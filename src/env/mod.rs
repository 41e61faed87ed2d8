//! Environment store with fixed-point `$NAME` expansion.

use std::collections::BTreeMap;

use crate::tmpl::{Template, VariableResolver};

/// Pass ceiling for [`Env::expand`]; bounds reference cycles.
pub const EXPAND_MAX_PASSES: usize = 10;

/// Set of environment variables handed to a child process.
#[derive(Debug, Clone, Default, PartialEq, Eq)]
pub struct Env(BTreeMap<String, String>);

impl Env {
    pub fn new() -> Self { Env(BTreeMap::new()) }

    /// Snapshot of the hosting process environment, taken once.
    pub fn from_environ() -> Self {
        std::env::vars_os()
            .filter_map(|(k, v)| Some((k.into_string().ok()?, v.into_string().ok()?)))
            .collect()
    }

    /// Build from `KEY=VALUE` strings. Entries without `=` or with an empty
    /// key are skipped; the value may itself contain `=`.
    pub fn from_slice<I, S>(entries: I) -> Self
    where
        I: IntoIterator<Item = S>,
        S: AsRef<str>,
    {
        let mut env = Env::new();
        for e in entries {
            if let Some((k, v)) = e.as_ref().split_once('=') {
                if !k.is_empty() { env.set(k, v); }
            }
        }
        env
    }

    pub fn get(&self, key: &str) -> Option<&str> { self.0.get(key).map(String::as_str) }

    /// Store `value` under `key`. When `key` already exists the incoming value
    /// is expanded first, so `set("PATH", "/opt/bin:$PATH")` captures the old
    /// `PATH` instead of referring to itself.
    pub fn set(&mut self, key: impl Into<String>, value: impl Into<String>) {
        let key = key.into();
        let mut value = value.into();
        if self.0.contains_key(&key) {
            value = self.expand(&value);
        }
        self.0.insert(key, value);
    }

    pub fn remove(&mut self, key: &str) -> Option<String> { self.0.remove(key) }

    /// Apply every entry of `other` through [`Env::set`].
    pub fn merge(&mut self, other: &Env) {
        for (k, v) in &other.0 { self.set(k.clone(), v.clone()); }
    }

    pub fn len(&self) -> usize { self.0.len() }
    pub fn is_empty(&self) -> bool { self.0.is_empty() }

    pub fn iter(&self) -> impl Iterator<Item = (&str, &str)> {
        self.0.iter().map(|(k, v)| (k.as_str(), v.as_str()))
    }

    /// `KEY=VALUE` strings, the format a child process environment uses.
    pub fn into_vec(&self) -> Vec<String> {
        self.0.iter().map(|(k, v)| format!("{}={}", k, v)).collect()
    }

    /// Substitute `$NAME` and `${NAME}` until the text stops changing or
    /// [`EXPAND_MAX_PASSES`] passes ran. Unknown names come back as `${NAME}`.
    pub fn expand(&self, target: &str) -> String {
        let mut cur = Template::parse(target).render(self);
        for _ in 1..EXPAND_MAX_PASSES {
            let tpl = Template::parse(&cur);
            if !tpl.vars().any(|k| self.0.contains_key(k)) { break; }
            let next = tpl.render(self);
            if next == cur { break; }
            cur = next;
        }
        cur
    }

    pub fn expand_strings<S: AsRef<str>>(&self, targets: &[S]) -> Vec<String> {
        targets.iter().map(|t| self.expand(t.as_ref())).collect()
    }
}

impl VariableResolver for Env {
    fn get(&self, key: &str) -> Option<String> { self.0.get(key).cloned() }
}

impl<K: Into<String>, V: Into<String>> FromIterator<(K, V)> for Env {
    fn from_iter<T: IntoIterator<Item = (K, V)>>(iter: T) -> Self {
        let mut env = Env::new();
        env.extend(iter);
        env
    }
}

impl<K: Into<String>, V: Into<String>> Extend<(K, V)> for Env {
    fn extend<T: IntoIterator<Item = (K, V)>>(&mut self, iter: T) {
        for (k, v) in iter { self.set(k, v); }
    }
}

**REQUIRED WORK**
Take the line with "impl<K: Into<String>, V: Into<String>> Extend<(K, V)>" and every line after it in the data, and please reproduce them exactly, leaving out all other lines.

**ANSWER TO THIS TASK**
impl<K: Into<String>, V: Into<String>> Extend<(K, V)> for Env {
    fn extend<T: IntoIterator<Item = (K, V)>>(&mut self, iter: T) {
        for (k, v) in iter { self.set(k, v); }
    }
}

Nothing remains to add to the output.